Try it:
Transcribe exactly everything in the data below from the line containing "pub fn load(path: impl" down to the line containing "map.warn_if_plink_shaped();", both lines included and nothing further.

Supplied records:
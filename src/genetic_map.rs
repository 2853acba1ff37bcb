// genetic_map.rs
//
// Reader for genetic map files: 3 or 4 tab-separated columns, optional header
// row, physical position (base pairs) in the first column and genetic
// position (centimorgans) in the third. Structurally these files are easy to
// confuse with PLINK maps, whose first two columns are chromosome and variant
// ids; see the disambiguation heuristic below.

use std::path::{Path, PathBuf};

use log::warn;

use crate::error::{Error, Result};
use crate::reader::{count_nonempty_lines, LineSource};
use crate::text::{parse_float, parse_unsigned, split_by_delimiter};
use crate::util::{is_increasing, is_strictly_increasing};

const FORMAT: &str = "genetic map file";

/// Genetic deltas above this many cM per Mbp of physical delta are taken as a
/// sign that one of the columns is in the wrong unit.
const UNITS_CM_PER_MBP_LIMIT: f64 = 10.0;

/// What to do when map positions fail their monotonicity requirement
/// (physical strictly increasing, genetic non-decreasing).
#[derive(Debug, Clone, Copy, PartialEq, Eq, Default)]
pub enum MonotonicityPolicy {
    /// Fail the load with [`Error::MonotonicityViolation`].
    #[default]
    Fatal,
    /// Log a warning and keep the positions as read.
    Warn,
}

/// The shape of a map file as determined from its first one or two lines.
#[derive(Debug, Clone, Copy, PartialEq, Eq)]
pub struct MapShape {
    pub num_cols: usize,
    pub has_header: bool,
}

/// A data row has at least 3 tab-separated fields, an unsigned-integer
/// field 0 and a float-parseable field 2.
fn valid_data_row(row: &str) -> bool {
    if row.is_empty() {
        return false;
    }
    let fields = split_by_delimiter(row, "\t");
    if fields.len() < 3 {
        return false;
    }
    parse_unsigned(&fields[0]).is_ok() && parse_float(&fields[2]).is_ok()
}

/// Decide column count and header presence from at most the first two lines.
///
/// With V0/V1 = "is line 0/1 a valid data row":
/// both valid means no header; invalid non-empty line 0 followed by a valid
/// line 1 means a header; a valid line 0 followed by nothing (or a trailing
/// blank) is a single-row file; anything else is not a map file.
pub fn sniff_map_format(first_lines: &[String], path: &Path) -> Result<MapShape> {
    let line0 = first_lines.first().map(String::as_str).unwrap_or("");
    let line1 = first_lines.get(1).map(String::as_str);

    let v0 = valid_data_row(line0);
    let v1 = line1.is_some_and(valid_data_row);
    let potential_header = !v0 && !line0.is_empty();

    let (valid, has_header) = if v0 && v1 {
        (true, false)
    } else if potential_header && v1 {
        (true, true)
    } else if v0 && !v1 {
        let valid = match line1 {
            None => true,
            Some(l) => l.is_empty(),
        };
        (valid, false)
    } else {
        (false, false)
    };

    if !valid {
        return Err(Error::InvalidMapFile {
            format: FORMAT,
            path: path.to_path_buf(),
            first_lines: first_lines.join("\n"),
        });
    }

    let reference = if has_header { line1.unwrap_or("") } else { line0 };
    Ok(MapShape {
        num_cols: split_by_delimiter(reference, "\t").len(),
        has_header,
    })
}

/// A fully validated genetic map.
#[derive(Debug, Clone)]
pub struct GeneticMap {
    path: PathBuf,
    shape: MapShape,
    physical_positions: Vec<u64>,
    genetic_positions: Vec<f64>,
}

impl GeneticMap {
    /// Load and validate a genetic map with the default (fatal) monotonicity
    /// policy.
    pub fn load(path: impl AsRef<Path>) -> Result<Self> {
        Self::load_with_policy(path, MonotonicityPolicy::default())
    }

    pub fn load_with_policy(path: impl AsRef<Path>, policy: MonotonicityPolicy) -> Result<Self> {
        let path = path.as_ref().to_path_buf();
        if !path.is_file() {
            return Err(Error::PathNotFound { expected: "genetic map", path });
        }

        let shape = {
            let mut source = LineSource::open(&path)?;
            let mut first_lines = Vec::with_capacity(2);
            while first_lines.len() < 2 {
                match source.next_line().map_err(|source| Error::Io {
                    path: path.clone(),
                    source,
                })? {
                    Some(line) => first_lines.push(line),
                    None => break,
                }
            }
            sniff_map_format(&first_lines, &path)?
        };

        let mut num_sites = count_nonempty_lines(&path)? as usize;
        if shape.has_header {
            num_sites -= 1;
        }

        let mut map = Self {
            path,
            shape,
            physical_positions: Vec::with_capacity(num_sites),
            genetic_positions: Vec::with_capacity(num_sites),
        };
        map.read_rows()?;
        map.warn_if_plink_shaped();
        map.warn_on_unit_confusion();
        enforce_monotonic(
            FORMAT,
            &map.path,
            &map.physical_positions,
            &map.genetic_positions,
            policy,
        )?;

        Ok(map)
    }

    fn read_rows(&mut self) -> Result<()> {
        let mut source = LineSource::open(&self.path)?;
        let io_err = |source| Error::Io { path: self.path.clone(), source };

        let mut line_no = 0u64;
        if self.shape.has_header {
            source.next_line().map_err(io_err)?;
            line_no += 1;
        }

        while let Some(line) = source.next_line().map_err(io_err)? {
            line_no += 1;
            let fields = split_by_delimiter(&line, "\t");
            if fields.is_empty() {
                continue;
            }

            if fields.len() != self.shape.num_cols {
                return Err(Error::ColumnCountMismatch {
                    format: FORMAT,
                    path: self.path.clone(),
                    line: line_no,
                    found: fields.len(),
                    expected: self.shape.num_cols,
                    reference: "the first data row",
                });
            }

            match (parse_unsigned(&fields[0]), parse_float(&fields[2])) {
                (Ok(physical), Ok(genetic)) => {
                    self.physical_positions.push(physical);
                    self.genetic_positions.push(genetic);
                }
                _ => {
                    return Err(Error::MalformedMapRow {
                        path: self.path.clone(),
                        line: line_no,
                        physical: fields[0].clone(),
                        genetic: fields[2].clone(),
                    });
                }
            }
        }

        Ok(())
    }

    /// A genetic map whose "physical positions" all coincide was most likely
    /// a PLINK map, whose first column is a chromosome id.
    fn warn_if_plink_shaped(&self) {
        let positions = &self.physical_positions;
        if positions.len() >= 2 && positions.iter().all(|&p| p == positions[0]) {
            warn!(
                "genetic map file {} may be a PLINK map: the values at column indices 0 and 1 look like chromosome and variant ids",
                self.path.display()
            );
        }
    }

    /// Flag probable Morgans/Mbp units confusion: genetic deltas far larger
    /// than the corresponding physical deltas suggest the columns are not in
    /// cM and base pairs.
    fn warn_on_unit_confusion(&self) {
        let suspicious = self
            .physical_positions
            .windows(2)
            .zip(self.genetic_positions.windows(2))
            .filter(|(physical, genetic)| {
                let delta_mbp = physical[1].saturating_sub(physical[0]) as f64 / 1.0e6;
                genetic[1] - genetic[0] > delta_mbp * UNITS_CM_PER_MBP_LIMIT
            })
            .count();

        if suspicious > 0 {
            let percentage = 100.0 * suspicious as f64 / self.num_sites() as f64;
            warn!(
                "{:.1}% of entries in genetic map file {} have genetic position deltas larger than {} cM per Mbp; genetic positions should be in centimorgans and physical positions in base pairs",
                percentage,
                self.path.display(),
                UNITS_CM_PER_MBP_LIMIT
            );
        }
    }

    pub fn num_sites(&self) -> usize {
        self.physical_positions.len()
    }

    pub fn num_cols(&self) -> usize {
        self.shape.num_cols
    }

    pub fn has_header(&self) -> bool {
        self.shape.has_header
    }

    pub fn physical_positions(&self) -> &[u64] {
        &self.physical_positions
    }

    pub fn genetic_positions(&self) -> &[f64] {
        &self.genetic_positions
    }
}

/// Enforce the map position invariants under the given policy: physical
/// positions strictly increasing, genetic positions non-decreasing.
pub(crate) fn enforce_monotonic(
    format: &'static str,
    path: &Path,
    physical: &[u64],
    genetic: &[f64],
    policy: MonotonicityPolicy,
) -> Result<()> {
    if !is_strictly_increasing(physical) {
        match policy {
            MonotonicityPolicy::Fatal => {
                return Err(Error::MonotonicityViolation {
                    path: path.to_path_buf(),
                    kind: "physical",
                    requirement: "strictly increasing",
                });
            }
            MonotonicityPolicy::Warn => warn!(
                "physical positions in {} {} are not strictly increasing",
                format,
                path.display()
            ),
        }
    }

    if !is_increasing(genetic) {
        match policy {
            MonotonicityPolicy::Fatal => {
                return Err(Error::MonotonicityViolation {
                    path: path.to_path_buf(),
                    kind: "genetic",
                    requirement: "increasing",
                });
            }
            MonotonicityPolicy::Warn => warn!(
                "genetic positions in {} {} are not increasing",
                format,
                path.display()
            ),
        }
    }

    Ok(())
}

Problem solution:
    pub fn load(path: impl AsRef<Path>) -> Result<Self> {
        Self::load_with_policy(path, MonotonicityPolicy::default())
    }

    pub fn load_with_policy(path: impl AsRef<Path>, policy: MonotonicityPolicy) -> Result<Self> {
        let path = path.as_ref().to_path_buf();
        if !path.is_file() {
            return Err(Error::PathNotFound { expected: "genetic map", path });
        }

        let shape = {
            let mut source = LineSource::open(&path)?;
            let mut first_lines = Vec::with_capacity(2);
            while first_lines.len() < 2 {
                match source.next_line().map_err(|source| Error::Io {
                    path: path.clone(),
                    source,
                })? {
                    Some(line) => first_lines.push(line),
                    None => break,
                }
            }
            sniff_map_format(&first_lines, &path)?
        };

        let mut num_sites = count_nonempty_lines(&path)? as usize;
        if shape.has_header {
            num_sites -= 1;
        }

        let mut map = Self {
            path,
            shape,
            physical_positions: Vec::with_capacity(num_sites),
            genetic_positions: Vec::with_capacity(num_sites),
        };
        map.read_rows()?;
        map.warn_if_plink_shaped();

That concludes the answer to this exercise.